Miguel Angel Cotto compie oggi 41 anni: fa il promoter, ogni tanto gioca a golf, ma è difficile non immaginarlo sempre e comunque testa a testa al centro del ring.
Questo perché il pugile portoricano, nonostante gli anni che passano, ha lasciato nei cuori degli appassionati un ricordo indelebile.
Frammenti e immagini mai sfocate – piuttosto nitide e lucenti – di un atleta capace solo di avanzare, accorciare la distanza, lavorare al corpo con geometriche serie gancio-montante ed estenuanti sotto-sopra, ingaggiare battaglie all’arma bianca contro chiunque.
Generoso, coraggioso, maestro del corpo a corpo, nei diciassette anni da professionista Cotto è stato capace di accettare tutti gli incontri proposti, di rifiutare ogni calcolo strategico.
Non si è mai risparmiato, non si è mai “scelto” un avversario di comodo, ha solo voluto, sempre e comunque, combattere i migliori.
Ha affrontato, per esempio, i tre pugili più rappresentativi degli anni Duemila: Floyd Mayweather jr., Manny Pacquiao e Canelo Alvarez; ha perso contro tutti e tre ma è uscito migliorato da ognuno di questi incontri, come solo i grandi sanno fare.
Ha anche incontrato campioni meno iconici ma mastini del quadrato come Zab Judah, Shane Mosley, Antonio Margarito, Paul Malignaggi e Sergio Martinez.
Insomma quando “Junito” – questo il soprannome di Cotto – ha indossato i guantoni, il furore e lo spettacolo sono sempre stati garantiti.
Ed è per questo, forse, che ancora oggi il nome di Miguel Angel Cotto rimbomba come un piacevole ricordo nelle teste di chi ama e ha amato la grande boxe.
Campione in quattro categorie di peso: superleggeri, welter, super welter e medi, ha chiuso la sua carriera con 41 vittorie (33 ko) e 6 sconfitte.
Da amatore la sua carriera è un successo: 125 vittorie e 23 sconfitte, diversi tornei panamericani e una partecipazione alle Olimpiadi di Sydney.

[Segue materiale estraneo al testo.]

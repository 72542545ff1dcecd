//! UPI deep-link adapter.
//!
//! UPI has no payment callback at this layer. The adapter builds the
//! `upi://pay` link, probes whether any installed app can take it, and
//! opens it; everything after that is inferred by the orchestrator from
//! foreground/background timing plus a manual confirmation.

use std::sync::Arc;

use async_trait::async_trait;
use thiserror::Error;
use tracing::debug;

use crate::config::MerchantConfig;

use super::{GatewayOutcome, PaymentRequest};

/// Error opening a deep link that probed as openable.
#[derive(Debug, Error)]
#[error("failed to open deep link: {0}")]
pub struct DeepLinkError(pub String);

/// Host capability to probe and open deep links into other apps.
#[async_trait]
pub trait DeepLinkOpener: Send + Sync {
    /// Whether any installed app claims this URI scheme.
    async fn can_open(&self, url: &str) -> bool;

    /// Hand control to the target app.
    async fn open(&self, url: &str) -> Result<(), DeepLinkError>;
}

/// Adapter for the UPI deep-link rail.
pub struct UpiAdapter {
    payee_id: String,
    merchant_name: String,
    currency: String,
    opener: Arc<dyn DeepLinkOpener>,
}

impl UpiAdapter {
    #[must_use]
    pub fn new(merchant: &MerchantConfig, opener: Arc<dyn DeepLinkOpener>) -> Self {
        Self {
            payee_id: merchant.upi_payee_id.clone(),
            merchant_name: merchant.name.clone(),
            currency: merchant.currency.clone(),
            opener,
        }
    }

    /// Build the `upi://pay` URI for `request`.
    ///
    /// Only the transaction note is URL-encoded; the other fields are
    /// merchant-controlled values in the link's expected shape.
    #[must_use]
    pub fn build_link(&self, request: &PaymentRequest) -> String {
        format!(
            "upi://pay?pa={}&pn={}&am={}&cu={}&tn={}",
            self.payee_id,
            self.merchant_name,
            request.amount,
            self.currency,
            urlencoding::encode(&request.note),
        )
    }

    /// Probe whether any installed app can take `link`.
    ///
    /// The orchestrator checks this before subscribing the lifecycle
    /// monitor, so a device with no UPI app never starts one.
    pub async fn is_openable(&self, link: &str) -> bool {
        self.opener.can_open(link).await
    }

    /// Probe and open the UPI link.
    ///
    /// Returns `AwaitExternal` once the link is opened - from the caller's
    /// point of view the payment is now in another app's hands. A device
    /// with no UPI app declines immediately and the lifecycle monitor is
    /// never started.
    pub async fn initiate(&self, request: &PaymentRequest) -> GatewayOutcome {
        let link = self.build_link(request);

        if !self.opener.can_open(&link).await {
            return GatewayOutcome::Declined {
                reason: "no UPI app installed on this device".to_string(),
            };
        }

        match self.opener.open(&link).await {
            Ok(()) => {
                debug!(amount = %request.amount, "UPI deep link opened");
                GatewayOutcome::AwaitExternal { deep_link: link }
            }
            Err(e) => GatewayOutcome::Declined {
                reason: format!("failed to open UPI app: {e}"),
            },
        }
    }
}

#[cfg(test)]
mod tests {
    use super::*;
    use crate::config::MerchantConfig;

    struct FixedOpener {
        openable: bool,
    }

    #[async_trait]
    impl DeepLinkOpener for FixedOpener {
        async fn can_open(&self, _url: &str) -> bool {
            self.openable
        }

        async fn open(&self, _url: &str) -> Result<(), DeepLinkError> {
            Ok(())
        }
    }

    fn merchant() -> MerchantConfig {
        MerchantConfig {
            name: "Saffron Cart".into(),
            upi_payee_id: "merchant@bank".into(),
            currency: "INR".into(),
        }
    }

    fn request(amount: &str, note: &str) -> PaymentRequest {
        PaymentRequest {
            amount: amount.parse().expect("decimal"),
            currency: "INR".into(),
            note: note.into(),
            contact: super::super::ContactPrefill::default(),
            paypal_token: None,
        }
    }

    #[test]
    fn test_link_format_encodes_only_the_note() {
        let adapter = UpiAdapter::new(&merchant(), Arc::new(FixedOpener { openable: true }));
        let link = adapter.build_link(&request("220.00", "Order #1723"));
        assert_eq!(
            link,
            "upi://pay?pa=merchant@bank&pn=Saffron Cart&am=220.00&cu=INR&tn=Order%20%231723"
        );
    }

    #[tokio::test]
    async fn test_openable_link_awaits_external() {
        let adapter = UpiAdapter::new(&merchant(), Arc::new(FixedOpener { openable: true }));
        let outcome = adapter.initiate(&request("100.00", "Order 1")).await;
        assert!(matches!(outcome, GatewayOutcome::AwaitExternal { .. }));
    }

    #[tokio::test]
    async fn test_no_upi_app_declines() {
        let adapter = UpiAdapter::new(&merchant(), Arc::new(FixedOpener { openable: false }));
        let outcome = adapter.initiate(&request("100.00", "Order 1")).await;
        assert_eq!(
            outcome,
            GatewayOutcome::Declined {
                reason: "no UPI app installed on this device".into()
            }
        );
    }
}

Passa professionista il 23 febbraio 2001, poi un grave incidente automobilistico, dopo appena sei incontri nei pro, rischia di mettere fine alla sua carriera (frattura del braccio scomposta in tre punti).
Un’operazione molto complicata, con i medici che arrivano persino a dubitare di un suo possibile ritorno all’agonismo.
Invece con dedizione e sacrificio il pugile portoricano torna alla grande e comincia a scalare i ranking mondiali.
Il primo titolo mondiale, il WBO (World Boxing Organization) dei superleggeri, lo vince contro l’imbattuto Kelson Pinto nel settembre del 2004 per ko tecnico, titolo che difende sei volte prima di passare nei welter e sfidare Carlos Quintana per la cintura WBA (World Boxing Association), che vince senza appello.
Successivamente alla vittoria mondiale, difende la cintura quattro volte prima di subire la prima sconfitta della carriera, il 26 luglio 2008 contro Antonio Margarito.
Dopo una fase iniziale dominata dal campione, Margarito sale in cattedra e inizia a far veramente male, costringendo l’arbitro a stoppare il campione all’undicesimo round.
Cotto incassa la sconfitta ma uno scandalo travolge Antonio Margarito nell’incontro successivo: il pugile messicano viene sorpreso mentre, con la complicità del suo team, indurisce i bendaggi con una sostanza illecita prima dell’incontro con Mosley.
A quel punto in molti pensano – probabilmente a ragione – vista anche la storia sportiva del match con Cotto, che anche in quell’occasione si sia consumato un illecito.
A quel punto però Cotto decide di non fare ricorso per evitare la squalifica del suo rivale, e attende di poterlo affrontare quanto prima sul ring.
Combatte altri cinque incontri (due sconfitte contro Pacquiao e Trout, tre vittorie contro Jennings, Flottey e Foreman) ma il suo chiodo fisso resta il messicano.
E il 3 dicembre del 2011 va in scena la dura vendetta di Cotto che umilia Margarito, trattato con sufficienza e scherno sia prima, sia dopo l’incontro.
E se si dovesse trovare una data capace di sintetizzare e rappresentare al meglio la carriera di Miguel Angel Cotto, non si potrebbe scegliere altro giorno che questo, uno dei momenti più alti della sua vita pugilistica, incorniciato da un’intervista affilata a fine incontro che si apre con: «Stavolta sono ancora in piedi».